• **YOUR TASK**
The expected output is each line below containing "name", copied in full.

Dataset entries:
____________________
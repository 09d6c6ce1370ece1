//! Chunk Planner: greedy halving toward a byte budget.

use serde::Serialize;
use tracing::debug;

use crate::dataset::{LabeledArrayDataset, Variable};
use crate::error::{DatasetError, DatasetResult};

/// Default chunk budget for chunked-array writes, in MiB.
pub const DEFAULT_TARGET_MB: usize = 5;

pub const BYTES_PER_MB: usize = 1024 * 1024;

/// Per-dimension chunk lengths, in the dimension order of the variable
/// that drove the plan.
#[derive(Debug, Clone, PartialEq, Eq, Serialize)]
pub struct ChunkPlan {
    chunks: Vec<(String, usize)>,
    item_size: usize,
}

impl ChunkPlan {
    /// Chunk length for `dim`, if the plan covers it.
    pub fn get(&self, dim: &str) -> Option<usize> {
        self.chunks
            .iter()
            .find(|(name, _)| name == dim)
            .map(|(_, len)| *len)
    }

    pub fn iter(&self) -> impl Iterator<Item = (&str, usize)> {
        self.chunks.iter().map(|(name, len)| (name.as_str(), *len))
    }

    pub fn len(&self) -> usize {
        self.chunks.len()
    }

    pub fn is_empty(&self) -> bool {
        self.chunks.is_empty()
    }

    /// Bytes in one chunk of the driving variable.
    pub fn estimated_bytes(&self) -> usize {
        self.item_size * self.chunks.iter().map(|(_, len)| *len).product::<usize>()
    }

    /// Chunk shape for `var`: planned lengths where the plan covers a
    /// dimension, the full dimension size elsewhere. Never below 1.
    pub fn chunk_shape(&self, ds: &LabeledArrayDataset, var: &Variable) -> DatasetResult<Vec<usize>> {
        let shape = ds.shape_of(var)?;
        Ok(var
            .dims
            .iter()
            .zip(shape)
            .map(|(dim, size)| self.get(dim).unwrap_or(size).min(size).max(1))
            .collect())
    }
}

/// Plan chunk lengths so one chunk of the largest data variable fits in
/// `target_bytes`.
///
/// The largest variable (by byte footprint, first on ties) defines the
/// dimensions. Starting from full sizes, the largest candidate (first on
/// ties) is halved until the estimate fits or every length is 1.
/// Zero-length dimensions plan a length of 1.
pub fn plan_chunks(ds: &LabeledArrayDataset, target_bytes: usize) -> DatasetResult<ChunkPlan> {
    let mut largest: Option<&Variable> = None;
    for var in ds.data_vars() {
        if largest.map_or(true, |l| var.values.nbytes() > l.values.nbytes()) {
            largest = Some(var);
        }
    }
    let var = largest.ok_or_else(|| DatasetError::invalid("no data variables to plan chunks for"))?;

    let item_size = var.values.item_size();
    let mut candidates: Vec<usize> = ds.shape_of(var)?.into_iter().map(|n| n.max(1)).collect();

    loop {
        let estimate = item_size * candidates.iter().product::<usize>();
        if estimate <= target_bytes {
            break;
        }
        let max = candidates.iter().copied().max().unwrap_or(1);
        if max <= 1 {
            break;
        }
        // position() returns the first match, so ties go to the earliest dim
        if let Some(i) = candidates.iter().position(|&c| c == max) {
            candidates[i] = max / 2;
        }
    }

    let plan = ChunkPlan {
        chunks: var.dims.iter().cloned().zip(candidates).collect(),
        item_size,
    };

    debug!(
        variable = %var.name,
        target_bytes = target_bytes,
        estimated_bytes = plan.estimated_bytes(),
        chunks = ?plan.chunks,
        "Planned chunks"
    );

    Ok(plan)
}

#[cfg(test)]
mod tests {
    use super::*;
    use crate::dataset::Dimension;
    use crate::values::ArrayValues;

    fn cube(lat: usize, lon: usize, time: usize) -> LabeledArrayDataset {
        LabeledArrayDataset::new(
            vec![
                Dimension::new("lat", lat),
                Dimension::new("lon", lon),
                Dimension::new("time", time),
            ],
            vec![],
            vec![Variable::new(
                "v",
                vec!["lat", "lon", "time"],
                ArrayValues::Float64(vec![0.0; lat * lon * time]),
            )],
        )
        .unwrap()
    }

    #[test]
    fn test_one_mib_example() {
        let plan = plan_chunks(&cube(100, 100, 1000), BYTES_PER_MB).unwrap();
        assert_eq!(plan.get("lat"), Some(50));
        assert_eq!(plan.get("lon"), Some(50));
        assert_eq!(plan.get("time"), Some(31));
        assert!(plan.estimated_bytes() <= BYTES_PER_MB);
    }

    #[test]
    fn test_small_array_keeps_full_sizes() {
        let plan = plan_chunks(&cube(2, 3, 4), BYTES_PER_MB).unwrap();
        assert_eq!(plan.iter().collect::<Vec<_>>(), vec![("lat", 2), ("lon", 3), ("time", 4)]);
    }

    #[test]
    fn test_tiny_budget_degrades_to_ones() {
        let plan = plan_chunks(&cube(4, 4, 4), 1).unwrap();
        assert!(plan.iter().all(|(_, len)| len == 1));
    }

    #[test]
    fn test_first_largest_variable_wins() {
        let ds = LabeledArrayDataset::new(
            vec![Dimension::new("a", 4), Dimension::new("b", 4)],
            vec![],
            vec![
                Variable::new("first", vec!["a"], ArrayValues::Float64(vec![0.0; 4])),
                Variable::new("second", vec!["b"], ArrayValues::Float64(vec![0.0; 4])),
            ],
        )
        .unwrap();
        let plan = plan_chunks(&ds, 1024).unwrap();
        assert_eq!(plan.get("a"), Some(4));
        assert_eq!(plan.get("b"), None);
    }

    #[test]
    fn test_zero_length_dimension_planned_as_one() {
        let plan = plan_chunks(&cube(0, 10, 10), BYTES_PER_MB).unwrap();
        assert_eq!(plan.get("lat"), Some(1));
    }
}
____________________
• **THE COMPLETED TASK**
            .find(|(name, _)| name == dim)
        self.chunks.iter().map(|(name, len)| (name.as_str(), *len))
        variable = %var.name,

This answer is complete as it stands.